Is 500 grit aluminum the same as or similar to 600 grit silicon carbide which is used as a cutter? The problem that I am having is that when  I use a 2 step process (cut & polish) the 1st cuts properly but the aluminum polish can't polish the glass after it has been cut. There is always a film on the bottle from the cutting process even after 3-5 days of polishing with aluminum oxide. I probably don't need to use a cutter on most of my bottles but straight polishing doesn't seem to cut it either. There always seems to be some residue left if I use just the one step of aluminum polish lets say for 5 days or so. Who can hep me on this?


----------



## GuntherHess (Aug 21, 2009)

600 grit carbide is pretty durn rough. Have you tried 1200 carbide instead?


----------



## daeldred (Aug 21, 2009)

Hey Staunton Dan,

 I am still in the experimenting stage, but I am learnig fast. My experience has been that with the 500 grit oxide smooths the bottles out pretty good and leaves a cloudiness to the bottles. It's the kind of cloudiness that wipes away with water but comes back when it dries. I did that for 2 days. Then, I put it on for 1.5 days (longer is not going to hurt) with the oxide polish.The polish takes the cloudiness off and gives it a little shine. Now, I think GuntherHess is right. Try a 1200 oxide. I am going to start experimenting with silicone oxcide only for my most worn bottles. I have some hutches and sodas with heavy case ware that I waht to come out sparkly. If you start with a bottle with not that many scratches then the silicone oxide cutter probably isn't even necessary.


----------



## daeldred (Aug 21, 2009)

Sorry Dan, I didn't answer your question. Silicone carbide is totally diffrent and MUCH harsher than aluminum oxide. It should be reserved only for bottles that have heavy wear. Also, use sparingly and experiment at first. Once you get the hang of it then you'll know and can get more adventerous.


----------



## GuntherHess (Aug 21, 2009)

http://www.jardoctor.com/CleaningOxides.htm

 This is a good description of the tumbling powders.
 http://www.jardoctor.com/CleaningOxides.htm
 A bottle would have to be etched or scratched really bad before I would use 600 carbide.
 Ryan is the guy to ask since he has such good results.


----------



## capsoda (Aug 21, 2009)

Silicon carbide is a good cutter but you will have to go back with a non silicon cutter to remove the SC. Then polish with serum oxide followed by aluminum oxide. The silicon carbide and serum oxide will always leave residue. Metal based cutters don't.


----------



## justanolddigger (Aug 21, 2009)

> ORIGINAL: Staunton Dan
> 
> Is 500 grit aluminum the same as or similar to 600 grit silicon carbide which is used as a cutter? The problem that I am having is that when  I use a 2 step process (cut & polish) the 1st cuts properly but the aluminum polish can't polish the glass after it has been cut. There is always a film on the bottle from the cutting process even after 3-5 days of polishing with aluminum oxide.

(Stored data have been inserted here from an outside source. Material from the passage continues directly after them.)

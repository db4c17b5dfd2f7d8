//! Outbound value transfer
//!
//! The settlement layer never moves funds itself; it hands a zeroed
//! balance to a [`FundsTransfer`] collaborator.

use async_trait::async_trait;
use chrono::{DateTime, Utc};
use serde::{Deserialize, Serialize};
use std::sync::Mutex;
use surety_core::{Amount, Principal};
use uuid::Uuid;

use crate::error::TransferError;

/// Proof that a transfer left the system
#[derive(Debug, Clone, PartialEq, Eq, Serialize, Deserialize)]
pub struct TransferReceipt {
    pub id: String,
    pub to: Principal,
    pub amount: Amount,
    pub completed_at: DateTime<Utc>,
}

/// Carrier that releases funds to a principal
#[async_trait]
pub trait FundsTransfer: Send + Sync {
    async fn transfer(&self, to: &Principal, amount: Amount)
        -> Result<TransferReceipt, TransferError>;
}

/// In-process transfer that records every receipt
///
/// Can be switched into a failing mode to exercise reconciliation.
#[derive(Debug, Default)]
pub struct RecordingTransfer {
    sent: Mutex<Vec<TransferReceipt>>,
    failure: Mutex<Option<TransferError>>,
}

impl RecordingTransfer {
    pub fn new() -> Self {
        Self::default()
    }

    /// Make every subsequent transfer fail with `error`
    pub fn fail_with(&self, error: TransferError) {
        *self.failure.lock().unwrap_or_else(|e| e.into_inner()) = Some(error);
    }

    pub fn recover(&self) {
        *self.failure.lock().unwrap_or_else(|e| e.into_inner()) = None;
    }

    pub fn receipts(&self) -> Vec<TransferReceipt> {
        self.sent.lock().unwrap_or_else(|e| e.into_inner()).clone()
    }

    /// Total amount released to `to`, None on overflow
    pub fn total_sent_to(&self, to: &Principal) -> Option<Amount> {
        self.receipts()
            .iter()
            .filter(|r| &r.to == to)
            .try_fold(Amount::ZERO, |acc, r| acc.checked_add(&r.amount))
    }
}

#[async_trait]
impl FundsTransfer for RecordingTransfer {
    async fn transfer(
        &self,
        to: &Principal,
        amount: Amount,
    ) -> Result<TransferReceipt, TransferError> {
        if let Some(error) = self.failure.lock().unwrap_or_else(|e| e.into_inner()).clone() {
            return Err(error);
        }

        let receipt = TransferReceipt {
            id: Uuid::new_v4().to_string(),
            to: to.clone(),
            amount,
            completed_at: Utc::now(),
        };
        self.sent
            .lock()
            .unwrap_or_else(|e| e.into_inner())
            .push(receipt.clone());

        Ok(receipt)
    }
}

#[cfg(test)]
mod tests {
    use super::*;

    #[tokio::test]
    async fn test_recording_transfer_records_receipts() {
        let transfer = RecordingTransfer::new();
        let to = Principal::from("P1");

        let receipt = transfer.transfer(&to, Amount::units(2)).await.unwrap();
        transfer.transfer(&to, Amount::units(1)).await.unwrap();

        assert_eq!(receipt.to, to);
        assert_eq!(transfer.receipts().len(), 2);
        assert_eq!(transfer.total_sent_to(&to), Some(Amount::units(3)));
        assert!(Uuid::parse_str(&receipt.id).is_ok());
    }

    #[tokio::test]
    async fn test_total_sent_overflow_is_none() {
        let transfer = RecordingTransfer::new();
        let to = Principal::from("P1");
        let max = Amount::new(rust_decimal::Decimal::MAX).unwrap();

        transfer.transfer(&to, max).await.unwrap();
        transfer.transfer(&to, max).await.unwrap();

        assert_eq!(transfer.receipts().len(), 2);
        assert_eq!(transfer.total_sent_to(&to), None);
    }

    #[tokio::test]
    async fn test_failing_mode() {
        let transfer = RecordingTransfer::new();
        let to = Principal::from("P1");

        transfer.fail_with(TransferError::Unavailable("bank offline".into()));
        assert!(transfer.transfer(&to, Amount::units(1)).await.is_err());
        assert!(transfer.receipts().is_empty());

        transfer.recover();
        assert!(transfer.transfer(&to, Amount::units(1)).await.is_ok());
    }
}
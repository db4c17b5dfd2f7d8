//! Append-only JSONL event journal, one file per day
//!
//! A batch is the event set of one committed operation. It is serialized in
//! full before any byte reaches disk and then written per day file with a
//! single `write_all`, so a serialization failure writes nothing.

use std::collections::BTreeMap;
use std::fs::{self, OpenOptions};
use std::io::Write;
use std::path::{Path, PathBuf};

use crate::envelope::EventEnvelope;
use crate::error::EventError;

#[derive(Debug, Clone)]
pub struct EventJournal {
    dir: PathBuf,
}

impl EventJournal {
    /// Open (creating if needed) a journal directory
    pub fn open(dir: impl AsRef<Path>) -> Result<Self, EventError> {
        let dir = dir.as_ref().to_path_buf();
        fs::create_dir_all(&dir)?;
        Ok(Self { dir })
    }

    /// Day file an envelope lands in
    pub fn file_for(&self, envelope: &EventEnvelope) -> PathBuf {
        self.dir
            .join(format!("{}.jsonl", envelope.recorded_at.format("%Y-%m-%d")))
    }

    pub fn append(&self, envelope: &EventEnvelope) -> Result<(), EventError> {
        self.append_batch(std::slice::from_ref(envelope))
    }

    pub fn append_batch(&self, envelopes: &[EventEnvelope]) -> Result<(), EventError> {
        let mut by_file: BTreeMap<PathBuf, String> = BTreeMap::new();
        for envelope in envelopes {
            let lines = by_file.entry(self.file_for(envelope)).or_default();
            lines.push_str(&serde_json::to_string(envelope)?);
            lines.push('\n');
        }

        for (path, lines) in &by_file {
            // No create_dir_all here: a vanished journal directory is an error
            let mut file = OpenOptions::new().create(true).append(true).open(path)?;
            file.write_all(lines.as_bytes())?;
            file.flush()?;
        }

        if let (Some(first), Some(last)) = (envelopes.first(), envelopes.last()) {
            tracing::debug!(first = first.sequence, last = last.sequence, "Journal batch written");
        }
        Ok(())
    }
}

#[cfg(test)]
mod tests {
    use super::*;
    use chrono::{TimeZone, Utc};
    use surety_core::SuretyEvent;
    use tempfile::tempdir;

    fn status_changed(sequence: u64, day: u32) -> EventEnvelope {
        EventEnvelope {
            sequence,
            recorded_at: Utc.with_ymd_and_hms(2026, 3, day, 12, 0, 0).unwrap(),
            event: SuretyEvent::OperationalStatusChanged { operational: sequence % 2 == 0 },
        }
    }

    #[test]
    fn test_batch_split_by_day() -> anyhow::Result<()> {
        let dir = tempdir()?;
        let journal = EventJournal::open(dir.path())?;

        journal.append_batch(&[status_changed(1, 1), status_changed(2, 1), status_changed(3, 2)])?;

        let first = fs::read_to_string(dir.path().join("2026-03-01.jsonl"))?;
        let second = fs::read_to_string(dir.path().join("2026-03-02.jsonl"))?;
        assert_eq!(first.lines().count(), 2);
        assert_eq!(second.lines().count(), 1);
        Ok(())
    }

    #[test]
    fn test_empty_batch_writes_nothing() -> anyhow::Result<()> {
        let dir = tempdir()?;
        let journal = EventJournal::open(dir.path())?;

        journal.append_batch(&[])?;
        assert_eq!(fs::read_dir(dir.path())?.count(), 0);
        Ok(())
    }

    #[test]
    fn test_removed_directory_fails_append() -> anyhow::Result<()> {
        let dir = tempdir()?;
        let path = dir.path().join("journal");
        let journal = EventJournal::open(&path)?;

        fs::remove_dir_all(&path)?;
        let result = journal.append(&status_changed(1, 1));

        assert!(matches!(result, Err(EventError::Io(_))));
        assert!(!path.exists());
        Ok(())
    }
}
//! Surety Core - Domain types
//!
//! Fundamental types shared by every Surety crate:
//! - `Amount`: Non-negative fixed-point monetary value
//! - `Principal`: Opaque caller identity
//! - `FlightKey` / `FlightStatus`: Flight identity and oracle status codes
//! - `SuretyEvent`: Observable domain events
//! - `SuretyConfig`: Fees, thresholds and quorum sizes

pub mod amount;
pub mod config;
pub mod event;
pub mod flight;
pub mod principal;

pub use amount::{Amount, AmountError, AMOUNT_SCALE};
pub use config::{GovernanceConfig, OracleConfig, PolicyConfig, SuretyConfig};
pub use event::SuretyEvent;
pub use flight::{FlightKey, FlightStatus, FlightStatusError};
pub use principal::Principal;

 If you use 600 to cut with, you need to use a 1200 grit in a second stage, and then a third stage with polish. The 600 is too coarse to use and then just polish. If you could look at your bottle under a microscope, the 600 leaves tiny scratches in the glass that 1200 can take out, but polish will not. That is the hazing effect that you are seeing. I only use 600 on my worst bottles, then 1200, then polish. Most bottles without heavy scratches or etching will do well if you first use 1200 to do a light grind, and then follow up with a polish.


----------



## justanolddigger (Aug 21, 2009)

> This isn't a "top shelf" bottle so I wasn't as concerned about it being pristine


 I think your bottle looks great, a nice job. I would rather see an under tumbled bottle than an overtumbled super slick one anyday. A vast improvement, good going!


----------



## privvydigger (Aug 21, 2009)

Also your slurry mix is extremely important.  You must have the right amout of copper to water ratio.....every bottles a bit different.


----------



## bottlediger (Aug 21, 2009)

Copper to water ratios mean very little. its the water to Oxide ratio that is very important

 Dael - your bottle at first look, looks to be under-polished. I would bet if you leave that bottle dry out fully for a month it will look very dull. Keep at it and you'll get it right

 Digger Ry


----------



## junkyard jack (Aug 21, 2009)

Looks like it turned out very nice!


----------



## potstone (Aug 21, 2009)

Thanks everybody for your input on tumbling.
 It's a great learning experience for me.   Greg


----------



## daeldred (Aug 21, 2009)

Hey Ry,

 Thanks for all your previous help. You may be right. It is very clean and much better than it used to be, but it does appear to be drying out and looking little more cloudy now than before. I didn't leave it in that long as I said earlier. I am still in the experimenting stage. I am going to try a 6 day regimen on my next bottle. 2 days 500 oxide + 2days oxide polish + 2 days cerium oxide then a muriatic acid bath. 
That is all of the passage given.